Otra agricultura es posible

 
Por Laura Moya

A mediados del siglo XX y con la excusa de disminuir el hambre y la desnutrición, los gobiernos de los países desarrollados utilizaron la ciencia moderna para encontrar formas de producir más alimentos, lo que revolucionó la actividad agroganadera. La cría intensiva y la selección genética permitieron variedades de alto rendimiento de cultivos y razas más productivas de ganado. Hubo grandes innovaciones en la agroquímica que se tradujeron en nuevos plaguicidas y fertilizantes. Para llevar la revolución al campo, los gobiernos apoyaron a los productores fomentando el uso de estas nuevas técnicas y tecnologías agrícolas.
Esta transformación llamada “Revolución Verde”, tuvo un alto precio. Extinguió la biodiversidad agrícola, deterioró de modo irreversible el medio ambiente y la salud pública, incrementó el uso de agua -a través de sistemas de riego- ocupando el 70% del consumo de este bien agotable. Por último, a pesar de que incrementó la productividad -a costa de la dependencia de los agricultores con las multinacionales productoras de semillas e insumos-, el hambre y la desnutrición se han profundizado; 1020 millones de personas pasan hambre diariamente. Para aprovechar los adelantos de la revolución verde, era y es necesario: tener dinero, acceso a la tierra y agua. Quien no contó con esos atributos fue desplazado hacia las periferias de las ciudades, perdiendo su fuente de trabajo y su identidad como trabajador rural. También sucedió, especialmente en la pampa húmeda, la venta o arrendamiento de la tierra por imposibilidad de adquirir la nueva tecnología.
La expansión de la frontera agrícola lograda con estos avances, trajo aparejada la deforestación, desertificación, conflictos con pueblos originarios y la modificación visual y habitacional del lugar.  

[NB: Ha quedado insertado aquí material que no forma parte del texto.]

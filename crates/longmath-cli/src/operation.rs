// Copyright (c) 2025 Felix Kahle.
//
// Permission is hereby granted, free of charge, to any person obtaining
// a copy of this software and associated documentation files (the
// "Software"), to deal in the Software without restriction, including
// without limitation the rights to use, copy, modify, merge, publish,
// distribute, sublicense, and/or sell copies of the Software, and to
// permit persons to whom the Software is furnished to do so, subject to
// the following conditions:
//
// The above copyright notice and this permission notice shall be
// included in all copies or substantial portions of the Software.
//
// THE SOFTWARE IS PROVIDED "AS IS", WITHOUT WARRANTY OF ANY KIND,
// EXPRESS OR IMPLIED, INCLUDING BUT NOT LIMITED TO THE WARRANTIES OF
// MERCHANTABILITY, FITNESS FOR A PARTICULAR PURPOSE AND
// NONINFRINGEMENT. IN NO EVENT SHALL THE AUTHORS OR COPYRIGHT HOLDERS BE
// LIABLE FOR ANY CLAIM, DAMAGES OR OTHER LIABILITY, WHETHER IN AN ACTION
// OF CONTRACT, TORT OR OTHERWISE, ARISING FROM, OUT OF OR IN CONNECTION
// WITH THE SOFTWARE OR THE USE OR OTHER DEALINGS IN THE SOFTWARE.

//! Calculator operations and their dispatch onto the engine.

use longmath_core::{BigInteger, BigIntegerError};
use std::fmt;
use std::str::FromStr;
use thiserror::Error;

/// The binary operations the calculator offers.
#[derive(Clone, Copy, Debug, PartialEq, Eq, Hash)]
pub enum Operation {
    /// `lhs + rhs`.
    Add,
    /// `lhs - rhs`.
    Subtract,
    /// `lhs × rhs`.
    Multiply,
    /// Truncating quotient `lhs ÷ rhs`.
    Divide,
    /// Remainder of the truncating division, signed like `lhs`.
    Modulus,
    /// `lhs` raised to the non-negative power `rhs`.
    Pow,
    /// Magnitude of `lhs` shifted left by `rhs` bits.
    ShiftLeft,
    /// Magnitude of `lhs` shifted right by `rhs` bits.
    ShiftRight,
}

impl Operation {
    /// The symbol shown between the operands.
    pub const fn symbol(self) -> &'static str {
        match self {
            Operation::Add => "+",
            Operation::Subtract => "-",
            Operation::Multiply => "×",
            Operation::Divide => "÷",
            Operation::Modulus => "%",
            Operation::Pow => "^",
            Operation::ShiftLeft => "<<",
            Operation::ShiftRight => ">>",
        }
    }

    /// Applies the operation to `lhs` and `rhs`.
    ///
    /// # Errors
    ///
    /// Propagates the engine's error for a zero divisor, a negative exponent,
    /// or an unusable shift count.
    pub fn apply(self, lhs: &BigInteger, rhs: &BigInteger) -> Result<BigInteger, BigIntegerError> {
        match self {
            Operation::Add => Ok(lhs.add(rhs)),
            Operation::Subtract => Ok(lhs.subtract(rhs)),
            Operation::Multiply => Ok(lhs.multiply(rhs)),
            Operation::Divide => lhs.divide(rhs),
            Operation::Modulus => lhs.modulus(rhs),
            Operation::Pow => lhs.pow(rhs),
            Operation::ShiftLeft => lhs.shift_left(rhs),
            Operation::ShiftRight => lhs.shift_right(rhs),
        }
    }
}

/// Evaluates `lhs op rhs` with a single engine call.
#[inline]
pub fn evaluate(
    lhs: &BigInteger,
    op: Operation,
    rhs: &BigInteger,
) -> Result<BigInteger, BigIntegerError> {
    op.apply(lhs, rhs)
}

impl fmt::Display for Operation {
    fn fmt(&self, f: &mut fmt::Formatter<'_>) -> fmt::Result {
        f.write_str(self.symbol())
    }
}

#[derive(Debug, Clone, PartialEq, Eq, Error)]
#[error("Unknown operation '{0}' (expected one of + - * / % ^ << >>)")]
pub struct UnknownOperationError(pub String);

impl FromStr for Operation {
    type Err = UnknownOperationError;

    fn from_str(s: &str) -> Result<Self, Self::Err> {
        let op = match s.trim().to_ascii_lowercase().as_str() {
            "+" | "add" | "plus" => Operation::Add,
            "-" | "sub" | "subtract" | "minus" => Operation::Subtract,
            "*" | "x" | "×" | "mul" | "multiply" | "times" => Operation::Multiply,
            "/" | "÷" | "div" | "divide" => Operation::Divide,
            "%" | "mod" | "modulus" | "rem" => Operation::Modulus,
            "^" | "**" | "pow" | "power" => Operation::Pow,
            "<<" | "shl" => Operation::ShiftLeft,
            ">>" | "shr" => Operation::ShiftRight,
            _ => return Err(UnknownOperationError(s.to_string())),
        };
        Ok(op)
    }
}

Ante este modelo extractivista se presenta el modelo de la agroecología, filosofía de un tercio de la población mundial que mantiene los sistemas de producción de base agroecológica o de agricultura familiar y promueve el no uso de agroquímicos, el empleo de los recursos disponibles locales, el consumo local, el intercambio de información entre agricultores y la no incursión de organismos genéticamente modificados. No apunta a un único cultivo sino a cultivos integrados para favorecer la recuperación de los controladores biológicos, eliminados con la agricultura industrial. Este modelo no se vio afectado por la crisis económica mundial porque se sostiene en la construcción local del consumo y sólo incursiona en grandes intercambios en casos de limitaciones productivas. “Su objetivo básico es asegurar la soberanía alimentaria, es decir, garantizar no sólo lo que se come, sino en el marco de una cultura propia y de una forma propia de producir y consumir el alimento, tan diverso como pueblos hay sobre la tierra. La Argentina tiene un enorme potencial en ello, pero debe pensar primero en garantizar que su pueblo recupere su soberanía alimentaria, que se ha perdido como consecuencia de las pésimas políticas agropecuarias que se han venido sosteniendo desde el gobierno de Menem”, según palabras del ingeniero Walter Pengue.

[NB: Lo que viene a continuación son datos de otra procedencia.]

// Copyright (c) 2025 Felix Kahle.
//
// Permission is hereby granted, free of charge, to any person obtaining
// a copy of this software and associated documentation files (the
// "Software"), to deal in the Software without restriction, including
// without limitation the rights to use, copy, modify, merge, publish,
// distribute, sublicense, and/or sell copies of the Software, and to
// permit persons to whom the Software is furnished to do so, subject to
// the following conditions:
//
// The above copyright notice and this permission notice shall be
// included in all copies or substantial portions of the Software.
//
// THE SOFTWARE IS PROVIDED "AS IS", WITHOUT WARRANTY OF ANY KIND,
// EXPRESS OR IMPLIED, INCLUDING BUT NOT LIMITED TO THE WARRANTIES OF
// MERCHANTABILITY, FITNESS FOR A PARTICULAR PURPOSE AND
// NONINFRINGEMENT. IN NO EVENT SHALL THE AUTHORS OR COPYRIGHT HOLDERS BE
// LIABLE FOR ANY CLAIM, DAMAGES OR OTHER LIABILITY, WHETHER IN AN ACTION
// OF CONTRACT, TORT OR OTHERWISE, ARISING FROM, OUT OF OR IN CONNECTION
// WITH THE SOFTWARE OR THE USE OR OTHER DEALINGS IN THE SOFTWARE.

//! # Numeral Radix
//!
//! A validated base for positional numerals. `Radix` wraps a `u32` in
//! `2..=32` and owns the digit alphabet `0123456789abcdefghijklmnopqrstuv`
//! shared by parsing and formatting. Upper-case letters are accepted on
//! input and treated like their lower-case counterparts; output always uses
//! lower case.
//!
//! ## Usage
//!
//! ```rust
//! use longmath_core::radix::Radix;
//!
//! let hex = Radix::new(16).unwrap();
//! assert_eq!(hex.digit_value('F'), Some(15));
//! assert_eq!(hex.digit_value('g'), None);
//! assert_eq!(Radix::MAX.digit_value('v'), Some(31));
//! assert!(Radix::new(33).is_err());
//! ```

use crate::error::BigIntegerError;

/// The digit symbols used for every supported radix, in ascending value.
pub const ALPHABET: &[u8; 32] = b"0123456789abcdefghijklmnopqrstuv";

/// A positional numeral base in `2..=32`.
#[repr(transparent)]
#[derive(Clone, Copy, PartialEq, Eq, PartialOrd, Ord, Hash, Debug)]
pub struct Radix(u32);

impl Radix {
    /// The smallest supported radix.
    pub const MIN: Self = Self(2);
    /// The largest supported radix.
    pub const MAX: Self = Self(32);
    /// Base 2.
    pub const BINARY: Self = Self(2);
    /// Base 8.
    pub const OCTAL: Self = Self(8);
    /// Base 10, the internal storage base.
    pub const DECIMAL: Self = Self(10);
    /// Base 16.
    pub const HEXADECIMAL: Self = Self(16);

    /// Creates a new `Radix`, rejecting values outside `2..=32`.
    ///
    /// # Examples
    ///
    /// ```rust
    /// # use longmath_core::radix::Radix;
    /// # use longmath_core::error::BigIntegerError;
    /// assert_eq!(Radix::new(8).unwrap().get(), 8);
    /// assert_eq!(Radix::new(1), Err(BigIntegerError::InvalidRadix(1)));
    /// ```
    #[inline]
    pub fn new(value: u32) -> Result<Self, BigIntegerError> {
        Self::try_new(value).ok_or(BigIntegerError::InvalidRadix(value))
    }

    /// Creates a new `Radix`, returning `None` for values outside `2..=32`.
    #[inline]
    pub const fn try_new(value: u32) -> Option<Self> {
        if value >= Self::MIN.0 && value <= Self::MAX.0 {
            Some(Self(value))
        } else {
            None
        }
    }

    /// Returns the numeric base.
    #[inline]
    pub const fn get(self) -> u32 {
        self.0
    }

    /// Returns `true` if this is base 10.
    #[inline]
    pub const fn is_decimal(self) -> bool {
        self.0 == 10
    }

    /// Returns the value of `c` as a digit of this radix, or `None` if the
    /// character is not part of the alphabet for this radix.
    #[inline]
    pub fn digit_value(self, c: char) -> Option<u32> {
        let value = match c {
            '0'..='9' => c as u32 - '0' as u32,
            'a'..='z' => c as u32 - 'a' as u32 + 10,
            'A'..='Z' => c as u32 - 'A' as u32 + 10,
            _ => return None,
        };
        (value < self.0).then_some(value)
    }

    /// Returns the symbol for a digit value.
    ///
    /// # Panics
    ///
    /// Panics if `value >= 32`.
    #[inline]
    pub(crate) fn digit_char(value: u32) -> char {
        ALPHABET[value as usize] as char
    }
}

impl Default for Radix {
    fn default() -> Self {
        Self::DECIMAL
    }
}

impl std::fmt::Display for Radix {
    fn fmt(&self, f: &mut std::fmt::Formatter<'_>) -> std::fmt::Result {
        write!(f, "{}", self.0)
    }
}

impl TryFrom<u32> for Radix {
    type Error = BigIntegerError;

    #[inline]
    fn try_from(value: u32) -> Result<Self, Self::Error> {
        Self::new(value)
    }
}

impl From<Radix> for u32 {
    #[inline]
    fn from(radix: Radix) -> Self {
        radix.0
    }
}

#[cfg(test)]
mod tests {
    use super::*;

    #[test]
    fn test_bounds() {
        assert!(Radix::try_new(0).is_none());
        assert!(Radix::try_new(1).is_none());
        assert_eq!(Radix::try_new(2), Some(Radix::BINARY));
        assert_eq!(Radix::try_new(32), Some(Radix::MAX));
        assert!(Radix::try_new(33).is_none());
        assert_eq!(Radix::new(36), Err(BigIntegerError::InvalidRadix(36)));
    }

    #[test]
    fn test_default_is_decimal() {
        assert_eq!(Radix::default(), Radix::DECIMAL);
        assert!(Radix::default().is_decimal());
    }

    #[test]
    fn test_digit_value() {
        assert_eq!(Radix::BINARY.digit_value('1'), Some(1));
        assert_eq!(Radix::BINARY.digit_value('2'), None);
        assert_eq!(Radix::DECIMAL.digit_value('9'), Some(9));
        assert_eq!(Radix::DECIMAL.digit_value('a'), None);
        assert_eq!(Radix::HEXADECIMAL.digit_value('f'), Some(15));
        assert_eq!(Radix::HEXADECIMAL.digit_value('F'), Some(15));
        assert_eq!(Radix::MAX.digit_value('v'), Some(31));
        assert_eq!(Radix::MAX.digit_value('w'), None);
        assert_eq!(Radix::MAX.digit_value('-'), None);
    }

    #[test]
    fn test_digit_char_covers_alphabet() {
        let rendered: String = (0..32).map(Radix::digit_char).collect();
        assert_eq!(rendered, "0123456789abcdefghijklmnopqrstuv");
    }

    #[test]
    fn test_digit_char_inverts_digit_value() {
        for value in 0..32 {
            assert_eq!(Radix::MAX.digit_value(Radix::digit_char(value)), Some(value));
        }
    }

    #[test]
    #[should_panic]
    fn test_digit_char_outside_alphabet() {
        let _ = Radix::digit_char(32);
    }

    #[test]
    fn test_conversions() {
        let r = Radix::try_from(16).unwrap();
        assert_eq!(u32::from(r), 16);
        assert_eq!(format!("{}", r), "16");
    }
}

Por otro lado, en los modelos de revolución verde y agricultura industrial los niveles de productividad comienzan a ser cada vez más bajos, mientras que la producción agroecológica muestra tendencias de crecimiento.
A lo largo y a lo ancho del país se encuentran ejemplos, que demuestran que el modelo agroecológico es viable y posible. Esto demuestra que existe otra forma de producción y otro modo de relacionarse el ser humano con su ambiente, sin dañarlo, preservándolo así para las generaciones futuras.

Los datos y la información fueron extraídos de textos de Walter Pengue y de la Organización de Naciones Unidas para la Alimentación y la Agricultura (FAO).